**Assignment:**
In the listing that follows, the lines starting at the one containing "binary; every field" and ending at the one containing "use crate::sim::GridGeometry;" are to be returned exactly, both boundary lines included, and no others.

**Recorded data:**
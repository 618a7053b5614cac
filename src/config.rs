//! Game configuration
//!
//! Fixed at construction. Loaded from JSON by the native binary; every field
//! falls back to the classic layout (5 bugs, 3 gems, 5x6 board).

use std::path::Path;

use serde::{Deserialize, Serialize};

use crate::error::{ConfigError, SimError};
use crate::sim::GridGeometry;

/// Construction-time game configuration
#[derive(Debug, Clone, PartialEq, Serialize, Deserialize)]
#[serde(default)]
pub struct GameConfig {
    /// Number of enemies on the board (may be zero)
    pub enemy_count: usize,
    /// Number of gems kept on the lanes
    pub collectible_count: usize,
    /// Selectable character names, in menu order
    pub skins: Vec<String>,
    /// Board dimensions
    pub grid: GridGeometry,
}

impl Default for GameConfig {
    fn default() -> Self {
        Self {
            enemy_count: 5,
            collectible_count: 3,
            skins: [
                "The boy",
                "The cat girl",
                "The horn girl",
                "The pink girl",
                "The princess",
            ]
            .into_iter()
            .map(String::from)
            .collect(),
            grid: GridGeometry::default(),
        }
    }
}

impl GameConfig {
    pub fn skin_count(&self) -> usize {
        self.skins.len()
    }

    /// Check that a game can be built from this configuration
    pub fn validate(&self) -> Result<(), SimError> {
        let grid = &self.grid;
        if grid.columns < 1 {
            return Err(SimError::InvalidConfiguration(format!(
                "board needs at least 1 column, got {}",
                grid.columns
            )));
        }
        // Water, three lanes, and at least one safe row below them
        if grid.rows < 5 {
            return Err(SimError::InvalidConfiguration(format!(
                "board needs at least 5 rows, got {}",
                grid.rows
            )));
        }
        if self.collectible_count == 0 {
            return Err(SimError::InvalidConfiguration(
                "collectible_count must be positive".into(),
            ));
        }
        if self.collectible_count > grid.lane_capacity() {
            return Err(SimError::InvalidConfiguration(format!(
                "{} collectibles do not fit in {} lane cells",
                self.collectible_count,
                grid.lane_capacity()
            )));
        }
        if self.skins.is_empty() {
            return Err(SimError::InvalidConfiguration(
                "at least one skin is required".into(),
            ));
        }
        Ok(())
    }

    /// Parse and validate a JSON configuration
    pub fn from_json(json: &str) -> Result<Self, ConfigError> {
        let config: Self = serde_json::from_str(json)?;
        config.validate()?;
        Ok(config)
    }

    /// Load and validate a JSON configuration file
    pub fn load(path: impl AsRef<Path>) -> Result<Self, ConfigError> {
        let path = path.as_ref();
        let json = std::fs::read_to_string(path)?;
        let config = Self::from_json(&json)?;
        log::info!(
            "Loaded config from {}: {} enemies, {} gems",
            path.display(),
            config.enemy_count,
            config.collectible_count
        );
        Ok(config)
    }
}

#[cfg(test)]
mod tests {
    use super::*;

    #[test]
    fn test_default_is_valid() {
        let config = GameConfig::default();
        assert!(config.validate().is_ok());
        assert_eq!(config.skin_count(), 5);
        assert_eq!(config.enemy_count, 5);
        assert_eq!(config.collectible_count, 3);
    }

    #[test]
    fn test_partial_json_uses_defaults() {
        let config = GameConfig::from_json(r#"{ "enemy_count": 2 }"#).unwrap();
        assert_eq!(config.enemy_count, 2);
        assert_eq!(config.collectible_count, 3);
        assert_eq!(config.grid, GridGeometry::default());
    }

    #[test]
    fn test_zero_enemies_allowed() {
        let config = GameConfig {
            enemy_count: 0,
            ..Default::default()
        };
        assert!(config.validate().is_ok());
    }

    #[test]
    fn test_too_many_collectibles_rejected() {
        let err = GameConfig::from_json(r#"{ "collectible_count": 16 }"#).unwrap_err();
        assert!(matches!(
            err,
            ConfigError::Invalid(SimError::InvalidConfiguration(_))
        ));
    }

    #[test]
    fn test_invalid_values_rejected() {
        let no_gems = GameConfig {
            collectible_count: 0,
            ..Default::default()
        };
        assert!(no_gems.validate().is_err());

        let no_skins = GameConfig {
            skins: Vec::new(),
            ..Default::default()
        };
        assert!(no_skins.validate().is_err());

        let short_board = GameConfig {
            grid: GridGeometry::new(5, 4),
            ..Default::default()
        };
        assert!(short_board.validate().is_err());
    }

    #[test]
    fn test_malformed_json() {
        let err = GameConfig::from_json("{ not json").unwrap_err();
        assert!(matches!(err, ConfigError::Parse(_)));
    }

    #[test]
    fn test_missing_file() {
        let err = GameConfig::load("/definitely/not/here.json").unwrap_err();
        assert!(matches!(err, ConfigError::Io(_)));
    }
}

**Your response:**
//! Fixed at construction. Loaded from JSON by the native binary; every field
//! falls back to the classic layout (5 bugs, 3 gems, 5x6 board).

use std::path::Path;

use serde::{Deserialize, Serialize};

use crate::error::{ConfigError, SimError};
use crate::sim::GridGeometry;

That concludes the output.